I fell behind. The wagon hit a bump in the road and I fell off. I was trampled by the horses, scraped off the street and tossed onto the sidewalk.
Yesterday was November 30, 2011. In order for me to have finished NaNoWriMo I would have had to write something along the lines of 30,000 words by the end of the day. That didn't happen.
What bothers me most isn't that I didn't cram 50,000 words into 30 days. I'm concerned by how embarrassed I've been to come online and admit defeat. If anyone else said to me, "Hey, I tried, but you know how much else I have going on. I just couldn't get there." I'd say, "No worries. You gave it a shot." I need to extend to myself that same empathy. Chin up, woman! There's nothing saying I can't take what I started, finish it and rework it into something, now is there. Besides, I changed my mind about the entire direction of the piece and wasn't sure how to go on, leaving the first 50ish pages hanging while twisting the plot, mid-novel, into something totally different. I just wasn't feeling it this year, I guess. Or I was, but knowing I didn't have time to go back and revise made me reluctant to go on.
I'm raising the white flag of surrender. NaNoWriMo, you have officially kicked my lily-white, Irish/Dutch/English posterior.
I haven't been idle, though. I published an interview with Michael Cunningham in the Illinois Library Association Reporter. I also submitted a couple book reviews: one on Caitlin Flanagan's Girl Land for Booklist and the other Alix and Nicky: The Passion of the Last Tsar and Tsarina for Library Journal. Don't think either of those have been published yet, or at least I haven't had time to check.
Also, there are the blog posts in our local online newspapers (Patch.com and TribLocal), book reviews and an interview on behalf of the library: an interview with Michael Popek, author of Forgotten Bookmarks: A Bookseller's Collection of Odd Things Found Between the Pages; my thoughts on Hillary Jordan's latest When She Woke; and also Peter Ackroyd's latest London Under: The Secret History Beneath the Streets.
What am I reading now, you ask? I'll tell you!:
David Copperfield by Charles Dickens
Becoming Dickens: The Invention of a Novelist by Robert Douglas-Fairhurst
Plus my latest review book for BookBrowse.com, one I can't reveal just yet, mostly because it makes it sound mysterious and exotic. All I'm saying is: grim, short stories, southern. That narrows it down.
Soon to start:
Middlemarch by George Eliot
Bleak House by Charles Dickens
2012 being the 200th anniversary of Dickens's birth, I plan to read several other books by and about my favorite Victorian. One is Claire Tomalin's latest biography: Charles Dickens: A Life and the other possibly Michael Slater's Charles Dickens, about which I've heard only great things. I've missed Victorian literature. 2012 is my year to revisit a few old favorites and also give some new ones a try.

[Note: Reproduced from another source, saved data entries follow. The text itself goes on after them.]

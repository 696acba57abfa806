//! Site registry
//!
//! Ordered, read-only set of site configurations loaded once from the site
//! file. Entry order is the batch launch order and the per-site trigger
//! index.

use harvest_core::domain::site::SiteConfig;
use std::collections::HashMap;
use std::path::{Path, PathBuf};
use std::sync::Arc;
use thiserror::Error;

#[derive(Debug, Error)]
pub enum SiteLoadError {
    #[error("failed to read site file {path}: {source}")]
    Read {
        path: PathBuf,
        #[source]
        source: std::io::Error,
    },

    #[error("failed to parse site file: {0}")]
    Parse(#[from] serde_yaml::Error),

    #[error("site file must be a mapping of site id to site configuration")]
    NotAMapping,

    #[error("site id must be a non-empty string, got {0:?}")]
    InvalidId(String),

    #[error("invalid configuration for site '{id}': {source}")]
    InvalidSite {
        id: String,
        #[source]
        source: serde_yaml::Error,
    },
}

/// Read-only registry of configured sites
#[derive(Debug, Default)]
pub struct SiteRegistry {
    sites: Vec<Arc<SiteConfig>>,
    index: HashMap<String, usize>,
}

impl SiteRegistry {
    /// Builds a registry from sites in launch order
    ///
    /// A later site with an already-seen id replaces the earlier one in place.
    pub fn new(sites: impl IntoIterator<Item = SiteConfig>) -> Self {
        let mut registry = Self::default();
        for site in sites {
            match registry.index.get(&site.id) {
                Some(&i) => registry.sites[i] = Arc::new(site),
                None => {
                    registry.index.insert(site.id.clone(), registry.sites.len());
                    registry.sites.push(Arc::new(site));
                }
            }
        }
        registry
    }

    /// Loads the site file at `path`
    pub fn load(path: &Path) -> Result<Self, SiteLoadError> {
        let contents = std::fs::read_to_string(path).map_err(|source| SiteLoadError::Read {
            path: path.to_path_buf(),
            source,
        })?;
        Self::from_yaml(&contents)
    }

    /// Parses a YAML mapping of `site_id -> site configuration`
    pub fn from_yaml(contents: &str) -> Result<Self, SiteLoadError> {
        let document: serde_yaml::Value = serde_yaml::from_str(contents)?;
        let mapping = match document {
            serde_yaml::Value::Mapping(mapping) => mapping,
            // An empty file is an empty registry
            serde_yaml::Value::Null => return Ok(Self::default()),
            _ => return Err(SiteLoadError::NotAMapping),
        };

        let mut sites = Vec::with_capacity(mapping.len());
        for (key, value) in mapping {
            let id = match key {
                serde_yaml::Value::String(id) if !id.trim().is_empty() => id,
                other => return Err(SiteLoadError::InvalidId(format!("{:?}", other))),
            };
            let mut site: SiteConfig = serde_yaml::from_value(value)
                .map_err(|source| SiteLoadError::InvalidSite { id: id.clone(), source })?;
            site.id = id;
            sites.push(site);
        }

        Ok(Self::new(sites))
    }

    pub fn get(&self, id: &str) -> Option<Arc<SiteConfig>> {
        self.index.get(id).map(|&i| Arc::clone(&self.sites[i]))
    }

    /// Sites in load order
    pub fn iter(&self) -> impl Iterator<Item = &Arc<SiteConfig>> {
        self.sites.iter()
    }

    pub fn ids(&self) -> impl Iterator<Item = &str> {
        self.sites.iter().map(|s| s.id.as_str())
    }

    pub fn len(&self) -> usize {
        self.sites.len()
    }

    pub fn is_empty(&self) -> bool {
        self.sites.is_empty()
    }
}
//! Wall-clock source of the recurrence engine

use chrono::NaiveDateTime;

/// Source of the process-local wall-clock time
pub trait Clock: Send + Sync {
    fn now(&self) -> NaiveDateTime;
}

/// The system clock in the local time zone
#[derive(Debug, Clone, Copy, Default)]
pub struct LocalClock;

impl Clock for LocalClock {
    fn now(&self) -> NaiveDateTime {
        chrono::Local::now().naive_local()
    }
}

Also, I've been tremendously blessed by several publishers who answered my clarion call, sending me review books I requested, plus those who continue to send titles they'd like me to cover. Here are a few of those, received over the past week:
Special thanks to Coffee House Press and Yale University Press. Wow!
Loads of things bookish happening here, plus the inevitable pull into the holiday season. It's going to be a busy month.